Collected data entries
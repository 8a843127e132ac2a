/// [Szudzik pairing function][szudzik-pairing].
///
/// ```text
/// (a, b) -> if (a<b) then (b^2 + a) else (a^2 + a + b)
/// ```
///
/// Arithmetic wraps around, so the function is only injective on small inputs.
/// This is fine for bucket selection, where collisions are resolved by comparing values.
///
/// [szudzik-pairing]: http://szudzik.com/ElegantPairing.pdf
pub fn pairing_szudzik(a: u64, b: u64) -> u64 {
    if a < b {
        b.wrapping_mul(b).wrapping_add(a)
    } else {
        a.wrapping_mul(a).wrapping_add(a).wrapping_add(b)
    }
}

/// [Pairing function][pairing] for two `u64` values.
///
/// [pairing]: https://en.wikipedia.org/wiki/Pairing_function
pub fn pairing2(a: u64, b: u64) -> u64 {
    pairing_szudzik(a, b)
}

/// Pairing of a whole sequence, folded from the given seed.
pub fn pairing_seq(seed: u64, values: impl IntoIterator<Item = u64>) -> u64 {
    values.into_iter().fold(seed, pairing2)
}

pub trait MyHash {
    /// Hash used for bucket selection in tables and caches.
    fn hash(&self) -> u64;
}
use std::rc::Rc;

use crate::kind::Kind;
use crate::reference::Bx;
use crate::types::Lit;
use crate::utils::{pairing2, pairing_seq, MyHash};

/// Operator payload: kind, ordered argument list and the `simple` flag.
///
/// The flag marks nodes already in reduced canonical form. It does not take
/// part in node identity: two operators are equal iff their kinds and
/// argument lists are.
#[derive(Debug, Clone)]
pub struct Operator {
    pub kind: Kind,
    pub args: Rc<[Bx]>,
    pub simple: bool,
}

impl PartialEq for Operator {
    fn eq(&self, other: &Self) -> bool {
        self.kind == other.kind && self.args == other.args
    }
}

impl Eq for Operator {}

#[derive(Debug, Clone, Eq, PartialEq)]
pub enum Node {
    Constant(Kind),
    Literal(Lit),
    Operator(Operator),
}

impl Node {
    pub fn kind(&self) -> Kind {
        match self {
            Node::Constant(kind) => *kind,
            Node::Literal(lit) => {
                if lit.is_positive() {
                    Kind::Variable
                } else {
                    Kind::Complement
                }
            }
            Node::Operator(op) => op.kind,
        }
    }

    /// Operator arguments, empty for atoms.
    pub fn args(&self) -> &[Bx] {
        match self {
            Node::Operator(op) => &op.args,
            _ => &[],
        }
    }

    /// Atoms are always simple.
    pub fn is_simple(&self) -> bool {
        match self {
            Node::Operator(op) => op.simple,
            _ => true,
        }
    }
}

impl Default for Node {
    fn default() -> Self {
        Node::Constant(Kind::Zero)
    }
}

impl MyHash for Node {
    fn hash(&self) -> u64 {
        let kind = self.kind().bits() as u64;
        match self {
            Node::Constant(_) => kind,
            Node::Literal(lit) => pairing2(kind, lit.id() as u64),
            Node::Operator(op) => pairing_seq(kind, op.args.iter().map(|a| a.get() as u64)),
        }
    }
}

...

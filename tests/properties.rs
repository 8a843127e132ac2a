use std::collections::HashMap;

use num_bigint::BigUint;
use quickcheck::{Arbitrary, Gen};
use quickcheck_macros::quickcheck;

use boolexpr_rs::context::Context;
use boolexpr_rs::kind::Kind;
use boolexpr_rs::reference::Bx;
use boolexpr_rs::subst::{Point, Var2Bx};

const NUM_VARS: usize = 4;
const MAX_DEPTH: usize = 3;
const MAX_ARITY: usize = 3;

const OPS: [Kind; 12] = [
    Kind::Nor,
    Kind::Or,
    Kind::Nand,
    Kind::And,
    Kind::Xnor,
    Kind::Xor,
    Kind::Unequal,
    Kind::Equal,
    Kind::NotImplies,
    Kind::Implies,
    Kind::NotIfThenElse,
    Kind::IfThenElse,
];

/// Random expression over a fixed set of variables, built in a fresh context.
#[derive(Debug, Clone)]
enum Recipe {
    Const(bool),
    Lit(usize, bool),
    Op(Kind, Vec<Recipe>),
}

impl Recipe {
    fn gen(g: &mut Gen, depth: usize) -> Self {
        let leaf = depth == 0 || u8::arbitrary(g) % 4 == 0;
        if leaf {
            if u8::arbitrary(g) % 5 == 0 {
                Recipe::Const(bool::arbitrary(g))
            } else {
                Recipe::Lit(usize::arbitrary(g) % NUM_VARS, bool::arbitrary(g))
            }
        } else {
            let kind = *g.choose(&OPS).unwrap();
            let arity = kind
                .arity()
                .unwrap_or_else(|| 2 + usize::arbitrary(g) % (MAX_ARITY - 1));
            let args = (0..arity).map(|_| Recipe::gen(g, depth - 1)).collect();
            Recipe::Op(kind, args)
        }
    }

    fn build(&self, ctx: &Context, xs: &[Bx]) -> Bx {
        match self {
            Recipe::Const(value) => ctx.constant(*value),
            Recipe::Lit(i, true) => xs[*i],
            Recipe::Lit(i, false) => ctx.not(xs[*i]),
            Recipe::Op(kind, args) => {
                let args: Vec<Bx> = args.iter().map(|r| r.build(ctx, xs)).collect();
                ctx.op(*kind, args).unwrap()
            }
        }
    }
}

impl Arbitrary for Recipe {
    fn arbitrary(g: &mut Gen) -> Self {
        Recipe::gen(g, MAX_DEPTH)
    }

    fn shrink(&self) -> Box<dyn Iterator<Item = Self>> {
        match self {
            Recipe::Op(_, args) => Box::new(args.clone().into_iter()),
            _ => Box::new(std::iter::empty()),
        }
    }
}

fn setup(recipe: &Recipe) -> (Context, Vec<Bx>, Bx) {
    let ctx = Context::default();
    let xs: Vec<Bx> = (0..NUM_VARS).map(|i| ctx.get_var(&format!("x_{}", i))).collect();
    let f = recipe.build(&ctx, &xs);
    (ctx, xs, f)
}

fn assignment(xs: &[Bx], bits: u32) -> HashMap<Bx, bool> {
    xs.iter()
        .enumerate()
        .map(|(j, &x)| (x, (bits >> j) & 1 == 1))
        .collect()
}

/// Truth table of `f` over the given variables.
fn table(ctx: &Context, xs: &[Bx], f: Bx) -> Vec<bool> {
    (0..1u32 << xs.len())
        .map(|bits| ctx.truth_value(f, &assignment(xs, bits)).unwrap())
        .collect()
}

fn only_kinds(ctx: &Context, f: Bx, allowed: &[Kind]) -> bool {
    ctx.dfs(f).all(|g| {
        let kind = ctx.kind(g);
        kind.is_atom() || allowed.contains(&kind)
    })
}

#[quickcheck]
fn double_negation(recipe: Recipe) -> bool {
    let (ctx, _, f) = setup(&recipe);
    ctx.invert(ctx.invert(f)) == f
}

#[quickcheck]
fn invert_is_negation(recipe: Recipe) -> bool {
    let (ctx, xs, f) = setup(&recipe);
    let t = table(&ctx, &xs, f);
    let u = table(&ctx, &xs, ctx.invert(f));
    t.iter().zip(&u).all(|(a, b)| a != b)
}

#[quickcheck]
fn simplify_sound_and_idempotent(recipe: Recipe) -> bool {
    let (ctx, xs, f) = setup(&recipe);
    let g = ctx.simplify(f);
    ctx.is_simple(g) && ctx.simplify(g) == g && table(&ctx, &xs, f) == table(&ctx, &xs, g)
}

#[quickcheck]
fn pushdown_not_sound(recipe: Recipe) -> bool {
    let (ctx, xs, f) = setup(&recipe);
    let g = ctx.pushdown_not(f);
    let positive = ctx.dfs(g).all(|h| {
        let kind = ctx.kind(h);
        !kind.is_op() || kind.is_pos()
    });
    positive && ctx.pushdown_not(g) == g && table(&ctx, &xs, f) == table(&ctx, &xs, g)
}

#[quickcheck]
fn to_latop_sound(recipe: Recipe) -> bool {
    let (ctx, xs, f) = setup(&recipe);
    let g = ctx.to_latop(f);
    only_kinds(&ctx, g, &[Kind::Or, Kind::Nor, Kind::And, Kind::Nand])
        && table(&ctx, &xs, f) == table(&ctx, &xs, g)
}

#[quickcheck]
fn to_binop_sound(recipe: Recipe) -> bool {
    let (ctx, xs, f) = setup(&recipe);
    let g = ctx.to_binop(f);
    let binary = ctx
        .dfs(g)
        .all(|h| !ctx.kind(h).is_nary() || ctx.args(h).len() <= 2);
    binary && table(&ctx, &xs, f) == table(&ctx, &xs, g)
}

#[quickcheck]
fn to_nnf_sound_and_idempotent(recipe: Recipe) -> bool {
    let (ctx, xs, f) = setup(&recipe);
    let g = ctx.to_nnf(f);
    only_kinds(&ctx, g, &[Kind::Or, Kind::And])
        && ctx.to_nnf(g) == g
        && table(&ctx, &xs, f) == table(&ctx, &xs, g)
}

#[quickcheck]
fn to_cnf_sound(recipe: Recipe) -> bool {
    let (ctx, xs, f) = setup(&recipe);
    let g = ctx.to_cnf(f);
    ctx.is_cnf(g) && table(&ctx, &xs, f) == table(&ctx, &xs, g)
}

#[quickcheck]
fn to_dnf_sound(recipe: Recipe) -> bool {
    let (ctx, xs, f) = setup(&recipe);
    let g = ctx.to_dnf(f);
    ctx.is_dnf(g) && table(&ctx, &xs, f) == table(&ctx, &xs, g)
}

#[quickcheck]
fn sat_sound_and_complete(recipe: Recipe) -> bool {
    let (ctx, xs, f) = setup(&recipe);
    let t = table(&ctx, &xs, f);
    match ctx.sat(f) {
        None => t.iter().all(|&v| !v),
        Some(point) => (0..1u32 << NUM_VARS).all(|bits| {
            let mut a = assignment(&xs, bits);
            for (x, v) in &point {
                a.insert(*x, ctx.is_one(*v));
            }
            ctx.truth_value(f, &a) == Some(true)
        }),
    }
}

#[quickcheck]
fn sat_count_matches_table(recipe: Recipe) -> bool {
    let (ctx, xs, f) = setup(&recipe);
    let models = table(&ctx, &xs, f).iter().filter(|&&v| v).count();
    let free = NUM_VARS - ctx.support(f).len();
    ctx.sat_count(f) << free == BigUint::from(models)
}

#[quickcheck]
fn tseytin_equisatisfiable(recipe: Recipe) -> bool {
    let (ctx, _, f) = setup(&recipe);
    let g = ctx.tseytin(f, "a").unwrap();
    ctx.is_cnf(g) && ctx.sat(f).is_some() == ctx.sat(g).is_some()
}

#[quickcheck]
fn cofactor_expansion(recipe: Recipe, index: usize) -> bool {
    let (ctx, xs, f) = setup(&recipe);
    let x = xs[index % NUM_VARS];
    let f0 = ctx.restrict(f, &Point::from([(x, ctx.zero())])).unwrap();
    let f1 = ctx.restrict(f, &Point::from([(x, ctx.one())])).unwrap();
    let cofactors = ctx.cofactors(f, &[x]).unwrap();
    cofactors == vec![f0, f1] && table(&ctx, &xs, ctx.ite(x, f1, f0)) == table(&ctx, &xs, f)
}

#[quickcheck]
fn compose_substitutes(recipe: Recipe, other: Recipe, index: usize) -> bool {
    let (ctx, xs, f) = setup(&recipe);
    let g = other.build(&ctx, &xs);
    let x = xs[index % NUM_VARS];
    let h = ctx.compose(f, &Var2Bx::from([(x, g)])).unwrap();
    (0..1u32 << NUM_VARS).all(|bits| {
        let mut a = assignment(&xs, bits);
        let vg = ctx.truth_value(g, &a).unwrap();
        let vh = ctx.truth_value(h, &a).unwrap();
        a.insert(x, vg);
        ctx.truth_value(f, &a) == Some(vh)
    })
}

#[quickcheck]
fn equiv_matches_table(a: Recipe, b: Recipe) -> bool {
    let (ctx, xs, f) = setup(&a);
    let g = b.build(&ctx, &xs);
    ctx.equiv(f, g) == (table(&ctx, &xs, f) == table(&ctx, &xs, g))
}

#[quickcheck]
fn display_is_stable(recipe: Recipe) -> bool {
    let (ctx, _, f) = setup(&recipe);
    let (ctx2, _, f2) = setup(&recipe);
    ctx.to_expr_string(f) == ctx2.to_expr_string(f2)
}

Work instruction >> Above are the records; copy every line in them that holds the word "reference".

The answer >>
use crate::reference::Bx;
use boolexpr_rs::reference::Bx;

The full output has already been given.